**What needs to be done:** Your response must be made up of each line in the data below that contains the string "trimmed".

**Data records:**
= = = = =
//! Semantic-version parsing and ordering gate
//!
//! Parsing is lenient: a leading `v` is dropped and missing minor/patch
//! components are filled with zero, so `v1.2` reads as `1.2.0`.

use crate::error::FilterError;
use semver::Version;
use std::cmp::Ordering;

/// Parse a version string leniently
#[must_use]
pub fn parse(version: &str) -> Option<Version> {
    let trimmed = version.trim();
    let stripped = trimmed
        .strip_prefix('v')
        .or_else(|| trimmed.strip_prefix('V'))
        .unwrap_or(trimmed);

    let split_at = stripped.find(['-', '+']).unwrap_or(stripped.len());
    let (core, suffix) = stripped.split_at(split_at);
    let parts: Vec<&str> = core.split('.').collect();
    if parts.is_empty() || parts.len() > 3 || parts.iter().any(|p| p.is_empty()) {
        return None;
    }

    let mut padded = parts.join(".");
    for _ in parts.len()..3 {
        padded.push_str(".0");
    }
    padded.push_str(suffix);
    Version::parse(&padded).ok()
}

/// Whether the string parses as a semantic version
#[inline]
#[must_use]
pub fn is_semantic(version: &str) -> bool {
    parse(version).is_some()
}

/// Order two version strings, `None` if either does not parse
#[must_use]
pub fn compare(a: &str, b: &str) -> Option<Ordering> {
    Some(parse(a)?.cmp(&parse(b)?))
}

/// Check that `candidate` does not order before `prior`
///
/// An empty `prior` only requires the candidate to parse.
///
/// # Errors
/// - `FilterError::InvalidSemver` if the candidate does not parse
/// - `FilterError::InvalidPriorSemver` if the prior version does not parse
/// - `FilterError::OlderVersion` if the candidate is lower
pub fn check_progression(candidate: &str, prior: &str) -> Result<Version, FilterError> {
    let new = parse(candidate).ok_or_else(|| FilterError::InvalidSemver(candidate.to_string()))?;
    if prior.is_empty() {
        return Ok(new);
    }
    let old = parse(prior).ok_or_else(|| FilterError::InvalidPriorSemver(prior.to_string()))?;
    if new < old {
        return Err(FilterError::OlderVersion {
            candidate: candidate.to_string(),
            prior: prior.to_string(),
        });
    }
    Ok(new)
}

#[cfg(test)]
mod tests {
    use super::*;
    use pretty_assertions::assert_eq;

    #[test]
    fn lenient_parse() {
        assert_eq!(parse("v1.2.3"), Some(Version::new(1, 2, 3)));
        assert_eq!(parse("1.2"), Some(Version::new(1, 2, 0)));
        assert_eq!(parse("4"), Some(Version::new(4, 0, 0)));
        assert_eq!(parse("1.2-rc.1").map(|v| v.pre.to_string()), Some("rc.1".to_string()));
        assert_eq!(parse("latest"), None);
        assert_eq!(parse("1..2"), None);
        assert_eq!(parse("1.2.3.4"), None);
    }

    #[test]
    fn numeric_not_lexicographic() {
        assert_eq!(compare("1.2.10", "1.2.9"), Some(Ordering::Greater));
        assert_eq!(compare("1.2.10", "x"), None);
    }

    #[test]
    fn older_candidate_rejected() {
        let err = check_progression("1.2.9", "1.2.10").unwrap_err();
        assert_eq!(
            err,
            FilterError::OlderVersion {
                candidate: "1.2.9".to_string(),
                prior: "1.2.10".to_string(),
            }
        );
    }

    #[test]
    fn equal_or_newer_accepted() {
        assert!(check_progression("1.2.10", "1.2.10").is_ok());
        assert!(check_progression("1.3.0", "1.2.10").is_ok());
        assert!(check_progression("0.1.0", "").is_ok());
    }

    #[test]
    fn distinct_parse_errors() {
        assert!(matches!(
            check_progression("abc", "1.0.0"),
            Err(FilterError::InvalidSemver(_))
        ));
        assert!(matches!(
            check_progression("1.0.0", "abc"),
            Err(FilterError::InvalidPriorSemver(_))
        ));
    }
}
= = = = =
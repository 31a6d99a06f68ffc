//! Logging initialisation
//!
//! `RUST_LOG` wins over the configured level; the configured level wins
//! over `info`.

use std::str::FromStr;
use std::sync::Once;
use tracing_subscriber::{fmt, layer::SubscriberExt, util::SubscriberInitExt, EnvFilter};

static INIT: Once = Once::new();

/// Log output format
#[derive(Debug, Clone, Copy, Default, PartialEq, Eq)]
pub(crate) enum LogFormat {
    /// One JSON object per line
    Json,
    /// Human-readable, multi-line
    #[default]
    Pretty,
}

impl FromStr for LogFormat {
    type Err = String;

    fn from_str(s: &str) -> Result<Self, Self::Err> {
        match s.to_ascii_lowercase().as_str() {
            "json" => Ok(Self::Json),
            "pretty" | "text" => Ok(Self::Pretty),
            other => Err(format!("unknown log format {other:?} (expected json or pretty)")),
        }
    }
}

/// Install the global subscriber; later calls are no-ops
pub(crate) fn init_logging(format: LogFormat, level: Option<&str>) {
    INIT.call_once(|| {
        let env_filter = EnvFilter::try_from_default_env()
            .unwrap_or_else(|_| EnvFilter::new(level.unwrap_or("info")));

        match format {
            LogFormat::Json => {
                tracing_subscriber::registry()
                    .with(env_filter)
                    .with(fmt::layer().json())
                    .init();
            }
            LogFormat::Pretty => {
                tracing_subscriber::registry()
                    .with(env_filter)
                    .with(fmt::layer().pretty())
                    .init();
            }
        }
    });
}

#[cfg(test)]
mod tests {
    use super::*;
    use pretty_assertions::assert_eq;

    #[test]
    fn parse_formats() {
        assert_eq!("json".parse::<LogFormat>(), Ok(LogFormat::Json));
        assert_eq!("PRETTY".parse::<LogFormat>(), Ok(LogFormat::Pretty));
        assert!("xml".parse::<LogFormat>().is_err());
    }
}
= = = = =
**Expected answer:**
    let trimmed = version.trim();
    let stripped = trimmed
        .or_else(|| trimmed.strip_prefix('V'))
        .unwrap_or(trimmed);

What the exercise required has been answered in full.